2020 – 2022: Record Highs

Prior to the COVID pandemic, T&L was an afterthought. It was a facet of most operations businesses didn’t want to manage and were happy to outsource to the lowest bidder. The pandemic threw a spotlight on the T&L industry, highlighting the importance of the global supply chain. This brought it to the top of every executive’s mind and triggered a wave of new investors in the space. Shippers demanded stability from their logistics service providers (LSPs), especially in air freight, where the commodities and end-markets are generally more time-sensitive and higher touch than ocean freight. The extensive backlog and soaring ocean freight rates drove many shippers to direct cargo normally sent by ocean to air, creating a dramatic increase in air freight volumes and, in turn, profits. As a result, strategic buyers looked to expand their service offerings to retain existing customers and win new business in an environment where many shippers were frustrated with their LSP and were looking for a better solution. Those additional service offerings became a central cross-selling tool, adding a stronger value proposition and a greater scope of services.

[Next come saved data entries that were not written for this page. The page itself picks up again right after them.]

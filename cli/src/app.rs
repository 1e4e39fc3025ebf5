use std::path::{Path, PathBuf};

use anyhow::Result;
use tokio::sync::watch;

use apirun_core::api::{
    expand_path, load_subjects, AppConfig, BatchError, BatchOptions, BatchOrchestrator,
    BatchSummary, PublishOutcome, ReportPublisher, RunContext, FAILURE_SUMMARY_FILE,
};
use apirun_core::config;
use apirun_plugins::factory;

use crate::commands::cli::Args;

pub const EXIT_OK: i32 = 0;
pub const EXIT_FAILURES: i32 = 1;
pub const EXIT_FATAL: i32 = 2;

pub async fn run_app(args: Args) -> Result<i32> {
    let mut cfg = match args.config.as_deref() {
        Some(path) => config::load_from_path(&expand_path(path))?,
        None => config::load_default()?,
    };
    args.apply(&mut cfg);
    config::validate(&cfg).map_err(BatchError::from)?;

    let _log_guard = crate::logging::init(&cfg)?;

    let report_root = factory::report_root(&cfg);
    tokio::fs::create_dir_all(&report_root)
        .await
        .map_err(|e| BatchError::Io {
            path: report_root.display().to_string(),
            source: e,
        })?;

    let collection = factory::build_collection(&cfg)?
        .materialize(&report_root)
        .await
        .map_err(BatchError::Collection)?;
    let credential = factory::build_credential(&cfg)?
        .credential()
        .await
        .map_err(BatchError::Auth)?;
    let subjects = load_subjects(
        &expand_path(&cfg.batch.subjects_file),
        &cfg.batch.name_keys,
    )?;

    let ctx = RunContext::new(
        cfg.auth.base_url.clone(),
        credential,
        collection,
        report_root.clone(),
    );

    let (cancel_tx, cancel_rx) = watch::channel(false);
    tokio::spawn(async move {
        if tokio::signal::ctrl_c().await.is_ok() {
            tracing::warn!(target: "apirun.batch", "interrupt received, finishing in-flight runs");
            let _ = cancel_tx.send(true);
        }
    });

    let orchestrator = BatchOrchestrator::new(
        factory::build_runner(&cfg),
        BatchOptions::from_config(&cfg.batch, &cfg.tool),
    )
    .with_cancel(cancel_rx);
    let summary = orchestrator.run(&subjects, &ctx).await;

    let summary_path = report_root.join(FAILURE_SUMMARY_FILE);
    let summary_file = persist_failure_summary(&summary, &summary_path);
    print_summary(&summary, summary_file.as_deref());

    match publish_skip_reason(&cfg) {
        Some(reason) => println!("Publishing: skipped ({reason})"),
        None => publish_reports(&cfg, &summary, summary_file.as_deref()).await,
    }

    Ok(exit_code(&summary, args.allow_failures))
}

/// Writes the failure summary, removing one left by an earlier batch when
/// this batch has no failures. Write errors are logged, not fatal.
fn persist_failure_summary(summary: &BatchSummary, path: &Path) -> Option<PathBuf> {
    match summary.write_failure_summary(path) {
        Ok(true) => Some(path.to_path_buf()),
        Ok(false) => {
            if let Err(e) = std::fs::remove_file(path) {
                if e.kind() != std::io::ErrorKind::NotFound {
                    tracing::warn!(target: "apirun.batch", path = %path.display(), error = %e, "could not remove stale failure summary");
                }
            }
            None
        }
        Err(e) => {
            tracing::error!(target: "apirun.batch", path = %path.display(), error = %e, "could not write failure summary");
            None
        }
    }
}

fn print_summary(summary: &BatchSummary, summary_file: Option<&Path>) {
    println!(
        "Batch {}: {} subjects, {} passed, {} failed, {} skipped, {} failures{}",
        summary.batch_id,
        summary.total_subjects,
        summary.passed_count(),
        summary.failed_count(),
        summary.skipped_count(),
        summary.failures.len(),
        if summary.cancelled { " (cancelled)" } else { "" }
    );
    if !summary.skipped_subjects.is_empty() {
        let names: Vec<String> = summary
            .skipped_subjects
            .iter()
            .map(|n| format!("{n:?}"))
            .collect();
        println!("Skipped subjects: {}", names.join(", "));
    }
    for f in &summary.failures {
        println!("  FAILED {} :: {}", f.request_label, f.error_message);
    }
    if let Some(path) = summary_file {
        println!("Failure summary: {}", path.display());
    }
}

/// Publishing is best-effort, so a missing bucket only skips it.
fn publish_skip_reason(cfg: &AppConfig) -> Option<&'static str> {
    if !cfg.publish.enabled {
        Some("disabled")
    } else if cfg.publish.bucket.trim().is_empty() {
        Some("no bucket configured")
    } else {
        None
    }
}

async fn publish_reports(cfg: &AppConfig, summary: &BatchSummary, summary_file: Option<&Path>) {
    let publisher = match factory::build_publisher(cfg).await {
        Ok(Some(p)) => p,
        Ok(None) => return,
        Err(e) => {
            tracing::error!(target: "apirun.publish", error = %format!("{e:#}"), "object store unavailable");
            println!("Publishing: skipped ({e:#})");
            return;
        }
    };

    let mut artifacts: Vec<PathBuf> = summary
        .subjects
        .iter()
        .filter_map(|s| s.report_artifact.clone())
        .collect();
    if cfg.publish.include_failure_summary {
        artifacts.extend(summary_file.map(Path::to_path_buf));
    }
    if artifacts.is_empty() {
        println!("Publishing: skipped (no report artifacts)");
        return;
    }

    for path in &artifacts {
        publish_one(&publisher, path).await;
    }
}

async fn publish_one(publisher: &ReportPublisher, path: &Path) {
    match publisher.publish(path).await {
        Ok(PublishOutcome::Published(link)) => println!(
            "Report {}: {} (valid for {}s)",
            path.display(),
            link.url,
            link.expires_in.as_secs()
        ),
        Ok(PublishOutcome::Skipped { path, reason }) => {
            println!("Report {}: skipped ({reason})", path.display())
        }
        Err(e) => {
            tracing::error!(target: "apirun.publish", path = %path.display(), error = %e, "publish failed");
            println!("Report {}: publish failed ({e})", path.display());
        }
    }
}

pub fn exit_code(summary: &BatchSummary, allow_failures: bool) -> i32 {
    if summary.is_failed() && !allow_failures {
        EXIT_FAILURES
    } else {
        EXIT_OK
    }
}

During the pandemic, industry performance was stellar. The chaos in the supply chain led to astronomical freight rates, driving record-setting profitability in the industry. Meanwhile, investor appetite hit a new high. Strategics experienced unprecedented cash flow and needed an outlet to spend it, M&A. Financial Sponsors that were not previously interested in T&L suddenly were. At the same time, the market was saturated with potential sellers. Business owners recognized that valuations are driven by profitability, so many shareholders looked to capitalize on the opportunity.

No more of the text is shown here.